Roth IRA. You can prepay income tax on up to $5,500 ($6,500 at age 50 or older) in a Roth IRA. The ability to contribute to a Roth IRA is phased out for individuals and heads of household earning between $112,000 to $127,000 ($178,000 to $188,000 for couples) in 2013. However, people who earn above these limits may still be able to contribute to a Roth IRA by converting some of their traditional IRA assets to a Roth. Roth accounts give retirees flexibility in retirement because withdrawals are not required during the original account owner's lifetime. "There are no strings attached to when the money comes out," says Philip Watson, a certified financial planner for Watson Planning in Franklin, Tenn. "You don't have to take the money out in your lifetime. You can pass a Roth to your heirs."
IRA tax-free charitable contributions.
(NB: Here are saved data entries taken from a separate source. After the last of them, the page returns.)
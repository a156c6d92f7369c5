use anyhow::{Result, anyhow};
use futures::StreamExt;
use tokio::sync::mpsc::UnboundedSender;
use tokio_util::sync::CancellationToken;
use tracing::{debug, warn};

use crate::dispatch::dispatch_all;
use crate::error::AgentErrorKind;
use crate::invoker::{ModelInvoker, ModelTurn};
use crate::message::Message;
use crate::registry::{CallerIdentity, ToolRegistry};
use crate::router::{Route, should_continue};
use crate::state::ConversationState;
use crate::stream::{StreamAccumulator, StreamEvent, TurnOutput};

pub const DEFAULT_MAX_TURNS: usize = 25;

/// Per-request configuration, passed explicitly into the run. There is no
/// ambient lookup: the system prompt, the caller identity and the turn cap
/// all live here, immutable for the duration of the request.
#[derive(Debug, Clone)]
pub struct RequestConfig {
    pub system_prompt: String,
    pub caller: CallerIdentity,
    /// Upper bound on model turns for one request. The source loop had no
    /// bound; a tool that always triggers another call would spin forever.
    pub max_turns: usize,
    /// Optional live subscriber: every stream event is forwarded as it
    /// arrives, plus one `ToolResult` per dispatched call. Best-effort; a
    /// closed receiver never affects the run.
    pub events: Option<UnboundedSender<StreamEvent>>,
}

impl RequestConfig {
    pub fn new(system_prompt: impl Into<String>, caller: CallerIdentity) -> Self {
        Self {
            system_prompt: system_prompt.into(),
            caller,
            max_turns: DEFAULT_MAX_TURNS,
            events: None,
        }
    }

    pub fn with_max_turns(mut self, max_turns: usize) -> Self {
        self.max_turns = max_turns;
        self
    }

    pub fn with_events(mut self, tx: UnboundedSender<StreamEvent>) -> Self {
        self.events = Some(tx);
        self
    }
}

/// What one request produced. `output` aggregates the whole run: every
/// turn's text concatenated and every reconstructed call with its dispatched
/// result. `error` is set when the run stopped early (model failure, turn
/// cap); `output` then holds the partial aggregation instead of being
/// discarded.
#[derive(Debug, Clone)]
pub struct RunOutcome {
    pub output: TurnOutput,
    pub error: Option<AgentErrorKind>,
}

impl RunOutcome {
    fn done(output: TurnOutput) -> Self {
        Self {
            output,
            error: None,
        }
    }

    fn aborted(output: TurnOutput, error: AgentErrorKind) -> Self {
        Self {
            output,
            error: Some(error),
        }
    }
}

fn forward(events: &Option<UnboundedSender<StreamEvent>>, event: &StreamEvent) {
    if let Some(tx) = events {
        let _ = tx.send(event.clone());
    }
}

/// Drive one request to completion: invoke the model, reassemble its turn,
/// append the assistant message, and either finalize or run the tool barrier
/// and loop. The state is exclusively owned by this run; cancellation aborts
/// cooperatively and persists nothing.
pub async fn run_request(
    invoker: &dyn ModelInvoker,
    registry: &ToolRegistry,
    cfg: &RequestConfig,
    state: &mut ConversationState,
    cancel: Option<CancellationToken>,
) -> Result<RunOutcome> {
    let cancel_token = cancel.unwrap_or_default();
    let specs = registry.specs();
    let mut turns = 0usize;
    // Run-level aggregate: text and calls from every turn, results folded in
    // after each barrier.
    let mut aggregate = TurnOutput::default();

    loop {
        turns += 1;
        debug!(turn = turns, messages = state.messages().len(), "agent loop turn");
        if turns > cfg.max_turns {
            warn!(max_turns = cfg.max_turns, "turn limit exceeded");
            return Ok(RunOutcome::aborted(
                aggregate,
                AgentErrorKind::TurnLimitExceeded(cfg.max_turns),
            ));
        }

        let turn = tokio::select! {
            biased;
            _ = cancel_token.cancelled() => {
                warn!("run_request cancelled before model invocation");
                return Err(anyhow!(AgentErrorKind::Cancelled));
            }
            res = invoker.invoke(
                state.messages(),
                &cfg.system_prompt,
                &specs,
                cancel_token.clone(),
            ) => {
                match res {
                    Ok(turn) => turn,
                    Err(e) => {
                        if e.downcast_ref::<AgentErrorKind>() == Some(&AgentErrorKind::Cancelled) {
                            return Err(e);
                        }
                        warn!(error = %e, "model invocation failed; returning partial output");
                        return Ok(RunOutcome::aborted(
                            aggregate,
                            AgentErrorKind::ModelInvocation(e.to_string()),
                        ));
                    }
                }
            }
        };

        let output = match turn {
            // Non-streaming path: the message is an already-finished turn.
            ModelTurn::Complete(msg) => TurnOutput::from_assistant(&msg.text, &msg.tool_calls),
            ModelTurn::Stream(events) => {
                match accumulate_stream(events, &cfg.events, &cancel_token).await {
                    Ok(output) => output,
                    Err(TurnAbort::Cancelled) => return Err(anyhow!(AgentErrorKind::Cancelled)),
                    Err(TurnAbort::Model { partial, detail }) => {
                        aggregate.merge(partial);
                        return Ok(RunOutcome::aborted(
                            aggregate,
                            AgentErrorKind::ModelInvocation(detail),
                        ));
                    }
                }
            }
        };

        // Arguments are fully assembled here; no tool was dispatched while
        // its fragment text was still streaming.
        state.append(Message::assistant(output.text.clone(), output.requests()));
        let requests = output.requests();
        aggregate.merge(output);

        match should_continue(state.last_message()) {
            Route::Done => return Ok(RunOutcome::done(aggregate)),
            Route::ToolsNeeded => {
                let results =
                    dispatch_all(registry, &requests, &cfg.caller, cancel_token.clone()).await?;
                for res in &results {
                    forward(
                        &cfg.events,
                        &StreamEvent::ToolResult {
                            id: res.id.clone(),
                            payload: res.payload.clone(),
                            error: res.error.clone(),
                        },
                    );
                    state.append(Message::tool(res.clone()));
                }
                aggregate.record_results(&results);
            }
        }
    }
}

enum TurnAbort {
    Cancelled,
    Model { partial: TurnOutput, detail: String },
}

/// Feed every event into a fresh accumulator, in arrival order, until
/// `TurnEnd`. A stream that ends without `TurnEnd` is finalized as-is; a
/// mid-stream error aborts the turn but surfaces the partial accumulation.
async fn accumulate_stream(
    mut events: crate::invoker::EventStream,
    subscriber: &Option<UnboundedSender<StreamEvent>>,
    cancel: &CancellationToken,
) -> Result<TurnOutput, TurnAbort> {
    let mut acc = StreamAccumulator::new();
    loop {
        let next = tokio::select! {
            biased;
            _ = cancel.cancelled() => {
                warn!("turn stream cancelled");
                return Err(TurnAbort::Cancelled);
            }
            ev = events.next() => ev,
        };
        match next {
            Some(Ok(event)) => {
                forward(subscriber, &event);
                acc.push(event);
                if acc.is_finished() {
                    return Ok(acc.finish());
                }
            }
            Some(Err(e)) => {
                if e.downcast_ref::<AgentErrorKind>() == Some(&AgentErrorKind::Cancelled) {
                    return Err(TurnAbort::Cancelled);
                }
                warn!(error = %e, "model stream failed mid-turn");
                return Err(TurnAbort::Model {
                    partial: acc.snapshot(),
                    detail: e.to_string(),
                });
            }
            None => {
                debug!("turn stream ended without turn_end event");
                return Ok(acc.finish());
            }
        }
    }
}

/// Convenience for the single-shot path: one user message on a fresh state.
pub async fn run_single_shot(
    invoker: &dyn ModelInvoker,
    registry: &ToolRegistry,
    cfg: &RequestConfig,
    user_text: &str,
    cancel: Option<CancellationToken>,
) -> Result<RunOutcome> {
    let mut state = ConversationState::from_messages(vec![Message::user(user_text)]);
    run_request(invoker, registry, cfg, &mut state, cancel).await
}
Individuals age 70 1/2 and older are generally required to withdraw money from their traditional IRAs and pay income tax on each distribution. But retirees in the fortunate position of not needing the money they have stashed away in their IRA can avoid paying income tax on their required withdrawals by donating up to $100,000 of their distributions to charity. To qualify for the tax break, charitable distributions for 2013 must be paid directly from the IRA to a qualified charity by the end of the calendar year.
[Read: Understand Your Rollover Options.]
Saver's credit. Low- and moderate-income people who save for retirement in a 401(k) or IRA are eligible to claim the saver's credit, which can be worth up to $1,000 for individuals and $2,000 for couples. People age 18 and older who are not full-time students or dependents on someone else's tax return can claim this tax credit until their income exceeds $29,500 for singles, $44,250 for heads of household, and $59,000 for couples in 2013. The credit is calculated based on up to $2,000 of retirement account contributions and your income, with the biggest tax credit going to retirement savers with the lowest incomes. For example, a married couple earning $30,000 that contributed $1,000 to an IRA would get a $500 credit. But few people get that much. Among the 6.1 million income tax returns that claimed the saver's credit in 2010, the credits averaged $204 for couples, $165 for heads of household, and $122 for individuals. There's still time to claim the saver's credit on your 2012 tax return. Workers have until April 15, 2013, to make an IRA or Roth IRA contribution that will qualify them for a tax-year 2012 saver's credit.